• [Directions for this task] Look for the word "failed" in the material below, then report each line where it occurs.

• [Data shown]
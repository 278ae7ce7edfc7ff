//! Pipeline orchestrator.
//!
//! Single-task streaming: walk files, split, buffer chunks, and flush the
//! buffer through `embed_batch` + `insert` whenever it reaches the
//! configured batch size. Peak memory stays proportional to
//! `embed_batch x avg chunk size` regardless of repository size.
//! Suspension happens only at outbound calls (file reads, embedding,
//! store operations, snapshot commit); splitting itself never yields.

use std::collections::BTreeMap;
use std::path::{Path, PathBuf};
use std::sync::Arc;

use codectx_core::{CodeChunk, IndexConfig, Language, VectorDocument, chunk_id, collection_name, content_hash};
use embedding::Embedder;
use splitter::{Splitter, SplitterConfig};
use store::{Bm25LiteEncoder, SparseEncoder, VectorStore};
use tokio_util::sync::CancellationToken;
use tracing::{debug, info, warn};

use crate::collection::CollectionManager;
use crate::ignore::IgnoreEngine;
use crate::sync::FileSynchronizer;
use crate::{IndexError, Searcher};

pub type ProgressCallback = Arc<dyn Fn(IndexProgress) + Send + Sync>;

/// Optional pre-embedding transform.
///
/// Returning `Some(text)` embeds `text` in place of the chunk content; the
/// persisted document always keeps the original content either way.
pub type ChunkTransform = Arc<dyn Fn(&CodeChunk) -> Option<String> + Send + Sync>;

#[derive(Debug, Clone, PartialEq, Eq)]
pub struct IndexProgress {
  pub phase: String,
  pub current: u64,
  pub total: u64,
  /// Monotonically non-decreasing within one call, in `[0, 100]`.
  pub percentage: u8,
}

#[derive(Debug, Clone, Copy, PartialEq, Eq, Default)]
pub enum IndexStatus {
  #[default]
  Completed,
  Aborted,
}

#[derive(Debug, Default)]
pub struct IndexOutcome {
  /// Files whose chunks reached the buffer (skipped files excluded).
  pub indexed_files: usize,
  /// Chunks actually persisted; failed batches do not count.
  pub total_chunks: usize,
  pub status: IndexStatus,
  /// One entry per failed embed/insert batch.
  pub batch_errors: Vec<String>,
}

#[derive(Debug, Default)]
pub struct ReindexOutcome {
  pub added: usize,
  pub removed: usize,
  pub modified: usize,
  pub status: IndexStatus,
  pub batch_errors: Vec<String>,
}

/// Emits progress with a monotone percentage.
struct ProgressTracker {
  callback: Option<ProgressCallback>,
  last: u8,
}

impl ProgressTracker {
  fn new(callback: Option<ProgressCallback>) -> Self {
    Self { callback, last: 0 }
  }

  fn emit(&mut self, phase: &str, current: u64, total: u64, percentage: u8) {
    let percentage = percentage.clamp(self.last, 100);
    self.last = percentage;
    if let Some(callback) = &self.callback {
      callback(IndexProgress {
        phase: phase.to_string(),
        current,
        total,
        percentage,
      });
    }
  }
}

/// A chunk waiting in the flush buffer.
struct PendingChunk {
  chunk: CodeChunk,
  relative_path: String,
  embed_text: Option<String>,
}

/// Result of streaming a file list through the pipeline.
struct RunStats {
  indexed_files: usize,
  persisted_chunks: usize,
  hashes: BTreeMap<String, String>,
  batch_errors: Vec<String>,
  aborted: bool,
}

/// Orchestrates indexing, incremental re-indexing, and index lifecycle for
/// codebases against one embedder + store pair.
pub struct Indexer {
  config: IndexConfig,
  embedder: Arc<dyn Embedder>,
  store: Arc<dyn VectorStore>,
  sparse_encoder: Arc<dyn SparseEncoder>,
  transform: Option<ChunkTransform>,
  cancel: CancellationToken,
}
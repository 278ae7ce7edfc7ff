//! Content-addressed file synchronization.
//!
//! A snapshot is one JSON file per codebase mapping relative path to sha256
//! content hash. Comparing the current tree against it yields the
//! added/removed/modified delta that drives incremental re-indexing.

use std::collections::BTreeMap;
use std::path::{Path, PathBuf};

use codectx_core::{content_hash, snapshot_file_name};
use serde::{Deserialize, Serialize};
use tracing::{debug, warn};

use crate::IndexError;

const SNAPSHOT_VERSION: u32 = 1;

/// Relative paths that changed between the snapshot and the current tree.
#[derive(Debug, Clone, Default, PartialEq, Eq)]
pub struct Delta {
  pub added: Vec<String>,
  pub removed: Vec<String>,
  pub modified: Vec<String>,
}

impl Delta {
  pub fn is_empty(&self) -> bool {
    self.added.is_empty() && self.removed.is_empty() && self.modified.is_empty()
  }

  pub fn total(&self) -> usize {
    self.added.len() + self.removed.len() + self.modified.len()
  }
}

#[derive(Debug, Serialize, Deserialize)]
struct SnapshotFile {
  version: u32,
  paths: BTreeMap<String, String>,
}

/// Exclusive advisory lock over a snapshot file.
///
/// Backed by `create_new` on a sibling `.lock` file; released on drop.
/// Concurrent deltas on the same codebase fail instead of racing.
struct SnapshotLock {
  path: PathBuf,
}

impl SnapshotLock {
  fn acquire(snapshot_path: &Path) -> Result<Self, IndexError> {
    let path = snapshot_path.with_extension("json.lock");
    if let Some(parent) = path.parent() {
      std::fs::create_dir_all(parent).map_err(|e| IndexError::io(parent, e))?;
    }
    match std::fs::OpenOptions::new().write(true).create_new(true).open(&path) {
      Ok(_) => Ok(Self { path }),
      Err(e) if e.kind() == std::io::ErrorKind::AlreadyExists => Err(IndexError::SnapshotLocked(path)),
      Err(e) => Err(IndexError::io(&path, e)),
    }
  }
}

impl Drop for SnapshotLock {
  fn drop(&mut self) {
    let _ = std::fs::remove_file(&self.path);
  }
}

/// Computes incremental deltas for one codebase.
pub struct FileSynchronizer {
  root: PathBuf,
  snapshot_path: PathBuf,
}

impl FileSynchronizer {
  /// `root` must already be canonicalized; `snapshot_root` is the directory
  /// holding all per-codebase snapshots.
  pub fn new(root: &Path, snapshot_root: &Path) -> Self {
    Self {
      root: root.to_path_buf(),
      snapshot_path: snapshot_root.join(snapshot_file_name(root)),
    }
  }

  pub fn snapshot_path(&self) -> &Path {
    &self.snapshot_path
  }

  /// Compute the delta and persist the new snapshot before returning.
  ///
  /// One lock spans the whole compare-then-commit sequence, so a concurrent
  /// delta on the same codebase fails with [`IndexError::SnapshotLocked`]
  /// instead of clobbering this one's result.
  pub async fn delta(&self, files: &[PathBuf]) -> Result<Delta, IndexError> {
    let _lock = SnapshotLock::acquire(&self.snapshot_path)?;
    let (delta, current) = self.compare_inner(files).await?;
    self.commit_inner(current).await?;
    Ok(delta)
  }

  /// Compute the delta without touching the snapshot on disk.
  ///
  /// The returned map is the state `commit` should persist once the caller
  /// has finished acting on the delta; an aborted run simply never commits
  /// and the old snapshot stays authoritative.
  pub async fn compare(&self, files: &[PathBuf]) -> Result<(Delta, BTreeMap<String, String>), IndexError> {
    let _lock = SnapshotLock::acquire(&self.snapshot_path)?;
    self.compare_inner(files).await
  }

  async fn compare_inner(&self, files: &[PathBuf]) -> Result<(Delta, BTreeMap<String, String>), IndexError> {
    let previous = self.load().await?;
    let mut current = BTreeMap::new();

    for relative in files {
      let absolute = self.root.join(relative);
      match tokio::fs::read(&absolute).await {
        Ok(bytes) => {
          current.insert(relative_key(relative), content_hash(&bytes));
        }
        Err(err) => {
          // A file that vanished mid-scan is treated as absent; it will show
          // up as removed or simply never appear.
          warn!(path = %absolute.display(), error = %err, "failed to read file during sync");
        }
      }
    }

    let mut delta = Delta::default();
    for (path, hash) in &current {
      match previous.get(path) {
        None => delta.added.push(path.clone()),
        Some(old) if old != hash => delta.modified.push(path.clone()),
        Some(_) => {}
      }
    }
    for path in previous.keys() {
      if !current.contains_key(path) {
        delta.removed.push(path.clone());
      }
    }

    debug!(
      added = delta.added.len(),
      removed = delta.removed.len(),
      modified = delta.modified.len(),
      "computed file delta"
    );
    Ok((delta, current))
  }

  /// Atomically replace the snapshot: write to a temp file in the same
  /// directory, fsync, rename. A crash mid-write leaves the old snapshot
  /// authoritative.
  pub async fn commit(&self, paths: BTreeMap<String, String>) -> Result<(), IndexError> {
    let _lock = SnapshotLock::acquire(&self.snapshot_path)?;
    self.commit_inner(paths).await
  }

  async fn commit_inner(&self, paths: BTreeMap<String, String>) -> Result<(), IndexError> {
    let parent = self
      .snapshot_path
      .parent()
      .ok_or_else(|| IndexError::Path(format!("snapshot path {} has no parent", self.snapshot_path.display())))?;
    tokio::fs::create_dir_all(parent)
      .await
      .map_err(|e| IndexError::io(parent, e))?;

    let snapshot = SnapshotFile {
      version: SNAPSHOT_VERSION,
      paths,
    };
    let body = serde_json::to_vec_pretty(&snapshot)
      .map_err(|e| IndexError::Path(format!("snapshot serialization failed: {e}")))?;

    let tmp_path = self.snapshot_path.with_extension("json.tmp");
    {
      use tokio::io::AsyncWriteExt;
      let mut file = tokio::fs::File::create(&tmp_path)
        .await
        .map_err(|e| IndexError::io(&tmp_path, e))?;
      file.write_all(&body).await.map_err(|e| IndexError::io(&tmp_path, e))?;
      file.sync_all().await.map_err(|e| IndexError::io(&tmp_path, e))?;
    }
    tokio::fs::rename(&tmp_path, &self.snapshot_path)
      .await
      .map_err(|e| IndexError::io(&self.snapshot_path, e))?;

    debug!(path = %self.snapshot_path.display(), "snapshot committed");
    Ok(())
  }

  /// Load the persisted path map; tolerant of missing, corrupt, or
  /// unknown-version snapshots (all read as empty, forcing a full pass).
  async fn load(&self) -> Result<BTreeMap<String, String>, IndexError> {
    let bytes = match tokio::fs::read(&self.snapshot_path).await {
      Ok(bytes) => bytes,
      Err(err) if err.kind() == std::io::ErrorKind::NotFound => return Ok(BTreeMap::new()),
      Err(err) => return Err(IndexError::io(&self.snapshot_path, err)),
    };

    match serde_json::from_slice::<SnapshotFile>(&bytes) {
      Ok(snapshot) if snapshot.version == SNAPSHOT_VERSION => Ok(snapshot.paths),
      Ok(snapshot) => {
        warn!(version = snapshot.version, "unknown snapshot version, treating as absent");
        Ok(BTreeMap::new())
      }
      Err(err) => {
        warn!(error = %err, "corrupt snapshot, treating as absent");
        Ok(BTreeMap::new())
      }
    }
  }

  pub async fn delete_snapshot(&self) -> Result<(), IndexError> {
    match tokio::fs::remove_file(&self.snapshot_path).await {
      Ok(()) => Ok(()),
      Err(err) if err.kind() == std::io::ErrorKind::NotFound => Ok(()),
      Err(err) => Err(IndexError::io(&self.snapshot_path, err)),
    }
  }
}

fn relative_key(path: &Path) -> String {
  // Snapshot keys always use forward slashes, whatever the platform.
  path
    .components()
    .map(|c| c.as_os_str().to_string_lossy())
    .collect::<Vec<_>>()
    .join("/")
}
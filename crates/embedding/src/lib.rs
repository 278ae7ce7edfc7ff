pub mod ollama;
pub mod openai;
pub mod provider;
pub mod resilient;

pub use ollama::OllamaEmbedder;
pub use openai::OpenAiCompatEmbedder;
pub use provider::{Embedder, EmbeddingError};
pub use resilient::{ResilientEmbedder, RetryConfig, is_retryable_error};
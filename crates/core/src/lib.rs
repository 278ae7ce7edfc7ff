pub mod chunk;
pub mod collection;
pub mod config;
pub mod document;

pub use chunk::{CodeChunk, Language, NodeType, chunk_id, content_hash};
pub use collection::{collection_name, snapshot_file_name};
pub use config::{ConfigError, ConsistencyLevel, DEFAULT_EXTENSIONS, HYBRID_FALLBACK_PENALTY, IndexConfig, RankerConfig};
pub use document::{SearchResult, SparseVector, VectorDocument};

• [Solved exercise]
  /// Chunks actually persisted; failed batches do not count.
  /// One entry per failed embed/insert batch.
          warn!(path = %absolute.display(), error = %err, "failed to read file during sync");
      .map_err(|e| IndexError::Path(format!("snapshot serialization failed: {e}")))?;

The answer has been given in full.